The name on the insurance policy states the identity of the person who should receive insurance, following an accident, regardless of the description for the involved vehicle. That coverage speaks to issues of liability, with respect to the reported accident.
Is anyone else covered by the same policy?
The spouse of the policyholder is covered, as long as the couple lives together. Furthermore, if the spouse of a separated couple had been granted permission to drive the insured auto, and had then been involved in an accident, that spouse would be covered.
Anyone that is related to the policyholder, and is living in the policyholder’s household enjoys coverage, when driving the insured vehicle. That provision applies to those that have been granted permission to operate the same vehicle. Personal Injury Lawyer in Waterdown knows that anyone that drives the insured vehicle, after having gained permission to do so, gets granted insurance coverage.
What about coverage for the insured vehicle?
As long as a car, truck, van, SUV or other vehicle has been named in the purchased policy, it should be covered, if it were to become damaged.
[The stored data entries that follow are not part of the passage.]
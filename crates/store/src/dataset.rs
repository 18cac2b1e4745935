use std::collections::HashMap;
use std::path::{Path, PathBuf};
use std::time::SystemTime;

use async_trait::async_trait;
use chrono::{DateTime, Duration, Utc};
use matchup_models::{MatchRecord, MatchupError};
use parking_lot::RwLock;
use thiserror::Error;
use tokio::fs;
use tracing::debug;

#[derive(Error, Debug)]
pub enum DatasetError {
    #[error("league not found: {league}")]
    LeagueNotFound { league: String },

    #[error("I/O error reading {path}: {source}")]
    Io {
        league: String,
        path: PathBuf,
        #[source]
        source: std::io::Error,
    },

    #[error("failed to parse {path}: {reason}")]
    Parse {
        league: String,
        path: PathBuf,
        reason: String,
    },
}

impl DatasetError {
    pub fn league(&self) -> &str {
        match self {
            Self::LeagueNotFound { league } | Self::Io { league, .. } | Self::Parse { league, .. } => league,
        }
    }
}

impl From<DatasetError> for MatchupError {
    fn from(err: DatasetError) -> Self {
        MatchupError::Dataset {
            league: err.league().to_string(),
            reason: err.to_string(),
        }
    }
}

/// Read-only view of the historical matches of each league.
#[async_trait]
pub trait DatasetAccessor: Send + Sync {
    async fn get_matches(&self, league: &str) -> Result<Vec<MatchRecord>, DatasetError>;

    /// Moment of the last write to the league's data. Any write must move it forward.
    async fn get_last_modified(&self, league: &str) -> Result<DateTime<Utc>, DatasetError>;
}

#[derive(Debug, Clone)]
struct LeagueData {
    matches: Vec<MatchRecord>,
    last_modified: DateTime<Utc>,
}

/// Mutable in-process dataset, used by tests and embedding callers.
#[derive(Debug, Default)]
pub struct InMemoryDataset {
    leagues: RwLock<HashMap<String, LeagueData>>,
}

impl InMemoryDataset {
    pub fn new() -> Self {
        Self::default()
    }

    pub fn insert_matches(&self, league: &str, matches: impl IntoIterator<Item = MatchRecord>) {
        let mut leagues = self.leagues.write();
        let entry = leagues.entry(league.to_string()).or_insert_with(|| LeagueData {
            matches: Vec::new(),
            last_modified: DateTime::<Utc>::MIN_UTC,
        });
        entry.matches.extend(matches);
        entry.last_modified = advance(entry.last_modified);
    }

    pub fn set_matches(&self, league: &str, matches: Vec<MatchRecord>) {
        let mut leagues = self.leagues.write();
        let previous = leagues
            .get(league)
            .map(|l| l.last_modified)
            .unwrap_or(DateTime::<Utc>::MIN_UTC);
        leagues.insert(
            league.to_string(),
            LeagueData {
                matches,
                last_modified: advance(previous),
            },
        );
    }

    /// Marks the league as written without changing its matches.
    pub fn touch(&self, league: &str) {
        if let Some(data) = self.leagues.write().get_mut(league) {
            data.last_modified = advance(data.last_modified);
        }
    }

    pub fn set_last_modified(&self, league: &str, at: DateTime<Utc>) {
        if let Some(data) = self.leagues.write().get_mut(league) {
            data.last_modified = at;
        }
    }
}

/// Wall-clock now, bumped past `previous` when the clock has not moved.
fn advance(previous: DateTime<Utc>) -> DateTime<Utc> {
    let now = Utc::now();
    if now > previous {
        now
    } else {
        previous + Duration::microseconds(1)
    }
}

#[async_trait]
impl DatasetAccessor for InMemoryDataset {
    async fn get_matches(&self, league: &str) -> Result<Vec<MatchRecord>, DatasetError> {
        self.leagues
            .read()
            .get(league)
            .map(|l| l.matches.clone())
            .ok_or_else(|| DatasetError::LeagueNotFound {
                league: league.to_string(),
            })
    }

    async fn get_last_modified(&self, league: &str) -> Result<DateTime<Utc>, DatasetError> {
        self.leagues
            .read()
            .get(league)
            .map(|l| l.last_modified)
            .ok_or_else(|| DatasetError::LeagueNotFound {
                league: league.to_string(),
            })
    }
}

/// Folder name of a league: lower-case, accents folded, spaces as `-`.
pub fn league_slug(league: &str) -> String {
    league
        .trim()
        .to_lowercase()
        .chars()
        .map(|c| match c {
            'á' | 'à' | 'ä' | 'â' => 'a',
            'é' | 'è' | 'ë' | 'ê' => 'e',
            'í' | 'ì' | 'ï' | 'î' => 'i',
            'ó' | 'ò' | 'ö' | 'ô' => 'o',
            'ú' | 'ù' | 'ü' | 'û' => 'u',
            'ñ' => 'n',
            c if c.is_whitespace() => '-',
            c => c,
        })
        .collect()
}

/// Leagues stored as `<root>/<league_slug>/*.json`, each file a JSON array of matches.
#[derive(Debug, Clone)]
pub struct JsonDirectoryDataset {
    root: PathBuf,
}

impl JsonDirectoryDataset {
    pub fn new(root: impl Into<PathBuf>) -> Self {
        Self { root: root.into() }
    }

    pub fn league_dir(&self, league: &str) -> PathBuf {
        self.root.join(league_slug(league))
    }

    async fn league_files(&self, league: &str) -> Result<Vec<PathBuf>, DatasetError> {
        let dir = self.league_dir(league);
        let mut entries = match fs::read_dir(&dir).await {
            Ok(entries) => entries,
            Err(e) if e.kind() == std::io::ErrorKind::NotFound => {
                return Err(DatasetError::LeagueNotFound {
                    league: league.to_string(),
                })
            }
            Err(source) => return Err(io_error(league, &dir, source)),
        };

        let mut files = Vec::new();
        while let Some(entry) = entries.next_entry().await.map_err(|e| io_error(league, &dir, e))? {
            let path = entry.path();
            if path.extension().and_then(|e| e.to_str()) == Some("json") {
                files.push(path);
            }
        }
        files.sort();
        Ok(files)
    }
}

fn io_error(league: &str, path: &Path, source: std::io::Error) -> DatasetError {
    DatasetError::Io {
        league: league.to_string(),
        path: path.to_path_buf(),
        source,
    }
}

#[async_trait]
impl DatasetAccessor for JsonDirectoryDataset {
    async fn get_matches(&self, league: &str) -> Result<Vec<MatchRecord>, DatasetError> {
        let mut matches = Vec::new();
        for path in self.league_files(league).await? {
            let bytes = fs::read(&path).await.map_err(|e| io_error(league, &path, e))?;
            let records: Vec<MatchRecord> = serde_json::from_slice(&bytes).map_err(|e| DatasetError::Parse {
                league: league.to_string(),
                path: path.clone(),
                reason: e.to_string(),
            })?;
            debug!(league, file = %path.display(), records = records.len(), "Loaded match file");
            matches.extend(records);
        }
        Ok(matches)
    }

    async fn get_last_modified(&self, league: &str) -> Result<DateTime<Utc>, DatasetError> {
        let dir = self.league_dir(league);
        let dir_modified = fs::metadata(&dir)
            .await
            .and_then(|m| m.modified())
            .map_err(|e| io_error(league, &dir, e))?;

        // Directory mtime covers deleted and renamed files.
        let mut latest: SystemTime = dir_modified;
        for path in self.league_files(league).await? {
            let modified = fs::metadata(&path)
                .await
                .and_then(|m| m.modified())
                .map_err(|e| io_error(league, &path, e))?;
            latest = latest.max(modified);
        }
        Ok(DateTime::<Utc>::from(latest))
    }
}

#[cfg(test)]
mod tests {
    use super::*;
    use chrono::NaiveDate;

    fn record(home: &str, away: &str) -> MatchRecord {
        MatchRecord::new(home, away, NaiveDate::from_ymd_opt(2024, 3, 1).unwrap()).with_score(1, 0)
    }

    #[test]
    fn test_league_slug() {
        assert_eq!(league_slug("Serie A"), "serie-a");
        assert_eq!(league_slug("  Liga Española "), "liga-espanola");
        assert_eq!(league_slug("premier"), "premier");
    }

    #[tokio::test]
    async fn test_in_memory_mutations_advance_last_modified() {
        let dataset = InMemoryDataset::new();
        assert!(matches!(
            dataset.get_matches("laliga").await,
            Err(DatasetError::LeagueNotFound { .. })
        ));

        dataset.insert_matches("laliga", vec![record("Barcelona", "Sevilla")]);
        let first = dataset.get_last_modified("laliga").await.unwrap();
        dataset.touch("laliga");
        let second = dataset.get_last_modified("laliga").await.unwrap();
        assert!(second > first);

        dataset.insert_matches("laliga", vec![record("Sevilla", "Barcelona")]);
        assert!(dataset.get_last_modified("laliga").await.unwrap() > second);
        assert_eq!(dataset.get_matches("laliga").await.unwrap().len(), 2);
    }

    #[tokio::test]
    async fn test_json_directory_reads_football_data_columns() {
        let root = std::env::temp_dir().join(format!("matchup-dataset-{}", uuid::Uuid::new_v4()));
        let dir = root.join("serie-a");
        std::fs::create_dir_all(&dir).unwrap();
        std::fs::write(
            dir.join("2023.json"),
            r#"[{"HomeTeam":"Inter","AwayTeam":"Milan","Date":"2023-09-16",
                "FTHG":5,"FTAG":1,"HTHG":2,"HTAG":0,"HS":17,"AS":9,"HST":9,"AST":3,
                "HC":7,"AC":4,"HF":10,"AF":12,"HY":1,"AY":3,"HR":0,"AR":0}]"#,
        )
        .unwrap();
        std::fs::write(dir.join("notes.txt"), "ignored").unwrap();

        let dataset = JsonDirectoryDataset::new(&root);
        let matches = dataset.get_matches("Serie A").await.unwrap();
        assert_eq!(matches.len(), 1);
        assert_eq!(matches[0].home_team, "Inter");
        assert_eq!(matches[0].stat(matchup_models::Feature::HomeGoals), Some(5));
        assert!(dataset.get_last_modified("Serie A").await.is_ok());

        assert!(matches!(
            dataset.get_matches("Ligue 1").await,
            Err(DatasetError::LeagueNotFound { .. })
        ));

        let _ = std::fs::remove_dir_all(&root);
    }

    #[tokio::test]
    async fn test_json_directory_parse_error_maps_to_dataset_failure() {
        let root = std::env::temp_dir().join(format!("matchup-dataset-{}", uuid::Uuid::new_v4()));
        std::fs::create_dir_all(root.join("laliga")).unwrap();
        std::fs::write(root.join("laliga").join("bad.json"), "{not json").unwrap();

        let err = JsonDirectoryDataset::new(&root).get_matches("laliga").await.unwrap_err();
        assert!(matches!(err, DatasetError::Parse { .. }));
        assert!(matches!(MatchupError::from(err), MatchupError::Dataset { .. }));

        let _ = std::fs::remove_dir_all(&root);
    }
}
That provision applies to situations where the driver was the person named in the policy. It does not apply in situations where there might have been a different driver.
If the holder of the policy were to obtain an additional set-of-wheels, or a replacement for the original set, then that new acquisition would be covered. Some policies could grant permanent coverage; others might promise coverage for only a limited amount of time, commonly 30 days.
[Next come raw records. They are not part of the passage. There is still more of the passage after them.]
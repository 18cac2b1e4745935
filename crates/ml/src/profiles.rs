// Cluster profiling: aggregates, outcome shares, labels and narrative text

use matchup_models::{ClusterLabel, ClusterProfile, Feature, FeatureVector, OutcomeProbabilities, FEATURE_COUNT};
use serde::{Deserialize, Serialize};
use std::fmt::Write as _;

/// Thresholds for the ordered label rules. The first rule that matches wins.
#[derive(Debug, Clone, Serialize, Deserialize)]
pub struct LabelThresholds {
    pub draw_share: f64,
    pub dominant_share: f64,
    pub high_scoring_goals: f64,
    pub defensive_goals: f64,
    pub physical_cards: f64,
    pub physical_fouls: f64,
}

impl Default for LabelThresholds {
    fn default() -> Self {
        Self {
            draw_share: 0.40,
            dominant_share: 0.60,
            high_scoring_goals: 4.0,
            defensive_goals: 2.0,
            physical_cards: 4.0,
            physical_fouls: 22.0,
        }
    }
}

const ROUT_MARGIN: f64 = 3.0;

#[derive(Debug, Clone, Default)]
pub struct ProfileGenerator {
    thresholds: LabelThresholds,
}

impl ProfileGenerator {
    pub fn new(thresholds: LabelThresholds) -> Self {
        Self { thresholds }
    }

    pub fn thresholds(&self) -> &LabelThresholds {
        &self.thresholds
    }

    /// One profile per cluster id in `0..k`, ordered by id.
    pub fn generate(&self, vectors: &[FeatureVector], labels: &[usize], k: usize) -> Vec<ClusterProfile> {
        (0..k)
            .map(|cluster_id| {
                let members: Vec<&FeatureVector> = vectors
                    .iter()
                    .zip(labels)
                    .filter(|(_, label)| **label == cluster_id)
                    .map(|(v, _)| v)
                    .collect();
                self.profile(cluster_id, &members)
            })
            .collect()
    }

    fn profile(&self, cluster_id: usize, members: &[&FeatureVector]) -> ClusterProfile {
        let count = members.len();
        let share = |pred: &dyn Fn(&FeatureVector) -> bool| -> f64 {
            if count == 0 {
                return 0.0;
            }
            round2(members.iter().filter(|&&v| pred(v)).count() as f64 / count as f64)
        };

        let mut sums = [0.0; FEATURE_COUNT];
        for v in members {
            for (s, value) in sums.iter_mut().zip(v.as_slice()) {
                *s += value;
            }
        }
        let mut means = FeatureVector::zeros();
        if count > 0 {
            for feature in Feature::ALL {
                means.set(feature, round2(sums[feature.index()] / count as f64));
            }
        }

        let goals = |v: &FeatureVector| (v.get(Feature::HomeGoals), v.get(Feature::AwayGoals));
        let ht = |v: &FeatureVector| (v.get(Feature::HomeHalfTimeGoals), v.get(Feature::AwayHalfTimeGoals));

        let probabilities = OutcomeProbabilities {
            home_win: share(&|v| goals(v).0 > goals(v).1),
            draw: share(&|v| goals(v).0 == goals(v).1),
            away_win: share(&|v| goals(v).0 < goals(v).1),
            both_teams_score: share(&|v| goals(v).0 > 0.0 && goals(v).1 > 0.0),
            half_time_home_lead: share(&|v| ht(v).0 > ht(v).1),
            half_time_draw: share(&|v| ht(v).0 == ht(v).1),
            half_time_away_lead: share(&|v| ht(v).0 < ht(v).1),
        };

        let mean_of = |f: &dyn Fn(&FeatureVector) -> f64| -> f64 {
            if count == 0 {
                return 0.0;
            }
            round2(members.iter().map(|&v| f(v)).sum::<f64>() / count as f64)
        };
        let mean_total_goals = mean_of(&|v| v.total_goals());
        let mean_total_cards = mean_of(&|v| {
            v.get(Feature::HomeYellowCards)
                + v.get(Feature::AwayYellowCards)
                + v.get(Feature::HomeRedCards)
                + v.get(Feature::AwayRedCards)
        });
        let mean_total_fouls = mean_of(&|v| v.get(Feature::HomeFouls) + v.get(Feature::AwayFouls));

        let home_routs = members.iter().filter(|&&v| goals(v).0 - goals(v).1 >= ROUT_MARGIN).count();
        let away_routs = members.iter().filter(|&&v| goals(v).1 - goals(v).0 >= ROUT_MARGIN).count();

        let mut profile = ClusterProfile {
            cluster_id,
            match_count: count,
            means,
            probabilities,
            mean_total_goals,
            mean_total_cards,
            mean_total_fouls,
            home_routs,
            away_routs,
            label: ClusterLabel::Balanced,
            narrative: String::new(),
        };
        profile.label = self.label(&profile);
        profile.narrative = narrative(&profile);
        profile
    }

    /// Applies the label rules in fixed priority order.
    pub fn label(&self, profile: &ClusterProfile) -> ClusterLabel {
        let t = &self.thresholds;
        let p = &profile.probabilities;

        if p.draw > t.draw_share {
            ClusterLabel::DrawProne
        } else if p.home_win > t.dominant_share {
            ClusterLabel::HomeDominant
        } else if p.away_win > t.dominant_share {
            ClusterLabel::AwayDominant
        } else if profile.mean_total_goals > t.high_scoring_goals {
            ClusterLabel::HighScoring
        } else if profile.mean_total_goals < t.defensive_goals {
            ClusterLabel::Defensive
        } else if profile.mean_total_cards > t.physical_cards || profile.mean_total_fouls > t.physical_fouls {
            ClusterLabel::Physical
        } else {
            ClusterLabel::Balanced
        }
    }
}

fn round2(value: f64) -> f64 {
    (value * 100.0).round() / 100.0
}

fn pct(share: f64) -> f64 {
    share * 100.0
}

/// Presentation-only description of one cluster.
pub fn narrative(profile: &ClusterProfile) -> String {
    let mut text = String::new();
    let (home, away) = profile.expected_score();
    let total = profile.mean_total_goals;
    let ht_total = profile.mean(Feature::HomeHalfTimeGoals) + profile.mean(Feature::AwayHalfTimeGoals);
    let shots = profile.mean(Feature::HomeShots) + profile.mean(Feature::AwayShots);
    let on_target = profile.mean(Feature::HomeShotsOnTarget) + profile.mean(Feature::AwayShotsOnTarget);

    let _ = writeln!(
        text,
        "Cluster {} ({}): {} matches, average score {home:.1} - {away:.1}.",
        profile.cluster_id, profile.label, profile.match_count
    );

    if profile.match_count == 0 {
        text.push_str("This cluster contains no matches.");
        return text;
    }

    if home > away + 1.0 {
        text.push_str("The home side usually controls the scoreline by a clear margin.\n");
    } else if away > home + 1.0 {
        text.push_str("The visitors tend to dictate the result.\n");
    } else {
        text.push_str("Scorelines are usually close.\n");
    }

    if ht_total < total * 0.4 {
        text.push_str("Most goals arrive after the break.\n");
    } else if ht_total > total * 0.6 {
        text.push_str("Many of these matches are settled in the first half.\n");
    } else {
        text.push_str("Goals are spread evenly across both halves.\n");
    }

    if profile.home_routs + profile.away_routs > 0 {
        let _ = writeln!(
            text,
            "There were {} home and {} away wins by three goals or more.",
            profile.home_routs, profile.away_routs
        );
    }

    let _ = writeln!(
        text,
        "Roughly {:.1}% of these matches end level.",
        pct(profile.probabilities.draw)
    );

    if shots > 25.0 {
        text.push_str("Attacking intensity is high, with plenty of attempts on goal.\n");
    } else if shots < 15.0 {
        text.push_str("Few shots are taken overall.\n");
    } else {
        text.push_str("Attacking intensity is moderate.\n");
    }

    if on_target > 10.0 {
        text.push_str("Both sides test the goalkeepers often.\n");
    } else if on_target < 6.0 {
        text.push_str("Shots on target are scarce.\n");
    }

    if profile.mean_total_cards > 4.0 {
        text.push_str("Expect friction: cards are shown frequently.\n");
    } else if profile.mean_total_fouls > 22.0 {
        text.push_str("The style is physical, with a high foul count.\n");
    } else if profile.mean_total_cards < 2.0 && profile.mean_total_fouls < 15.0 {
        text.push_str("Fair play dominates, with few stoppages.\n");
    }

    text.trim_end().to_string()
}

/// Prediction paragraph for an upcoming fixture assigned to `profile`.
pub fn fixture_summary(profile: &ClusterProfile, home_team: &str, away_team: &str) -> String {
    let p = &profile.probabilities;
    let (home, away) = profile.expected_score();
    let total = home + away;
    let mut text = String::new();

    let _ = write!(
        text,
        "This fixture falls into cluster {} ({}). {home_team} win {:.1}% of comparable matches, \
         {away_team} {:.1}%, and {:.1}% are drawn. ",
        profile.cluster_id,
        profile.label,
        pct(p.home_win),
        pct(p.away_win),
        pct(p.draw)
    );

    let _ = write!(
        text,
        "At half-time the home side averages {:.1} goals to {:.1}, leading at the break {:.1}% of the time. ",
        profile.mean(Feature::HomeHalfTimeGoals),
        profile.mean(Feature::AwayHalfTimeGoals),
        pct(p.half_time_home_lead)
    );

    let _ = write!(
        text,
        "The expected score is {home:.1} - {away:.1}; {} With {total:.1} goals expected, the line sits {} 2.5. ",
        if p.both_teams_score >= 0.5 {
            "both teams usually find the net."
        } else {
            "it is unlikely both teams score."
        },
        if total > 2.5 { "over" } else { "under" }
    );

    let _ = write!(
        text,
        "{home_team} average {:.1} shots on target and {:.1} corners against {:.1} and {:.1} for {away_team}. ",
        profile.mean(Feature::HomeShotsOnTarget),
        profile.mean(Feature::HomeCorners),
        profile.mean(Feature::AwayShotsOnTarget),
        profile.mean(Feature::AwayCorners)
    );

    let _ = write!(
        text,
        "Discipline: {:.1} yellow and {:.2} red cards for {home_team}, {:.1} and {:.2} for {away_team}. ",
        profile.mean(Feature::HomeYellowCards),
        profile.mean(Feature::HomeRedCards),
        profile.mean(Feature::AwayYellowCards),
        profile.mean(Feature::AwayRedCards)
    );

    let favoured = if p.home_win > p.away_win {
        home_team
    } else if p.away_win > p.home_win {
        away_team
    } else {
        "neither side"
    };
    let _ = write!(
        text,
        "Most likely score: {} - {}, with the balance favouring {favoured}.",
        home.round(),
        away.round()
    );

    text
}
What must the vehicle-owner do after that 30-day interval? At the end of that interval, the motorist with the purchased insurance would need to have the new acquisition named on the held insurance policy. Whenever, policyholders use a temporary replacement, it gets covered automatically.
Are there any vehicles that would never be covered?
There are exceptions to the rule that all temporary vehicles should be covered. That rule does not apply to any truck or utility vehicle that has been used for business purposes. In fact, no policy would grant coverage of damage that had been received while the motorist was engaged in a business transaction.
Insurers realize that small, as well as large vehicles, might get used as part of a moneymaking endeavor. For that reason, damage to a motorcycle would not be covered, unless details on that small set-of-wheels have been added to the terms that had been stated in the original policy.
Naturally, a policyholder’s failure to renew a policy within the time span designated by the insurance company would automatically rule out coverage of the previously insured items, in the event that any of those were to become damaged.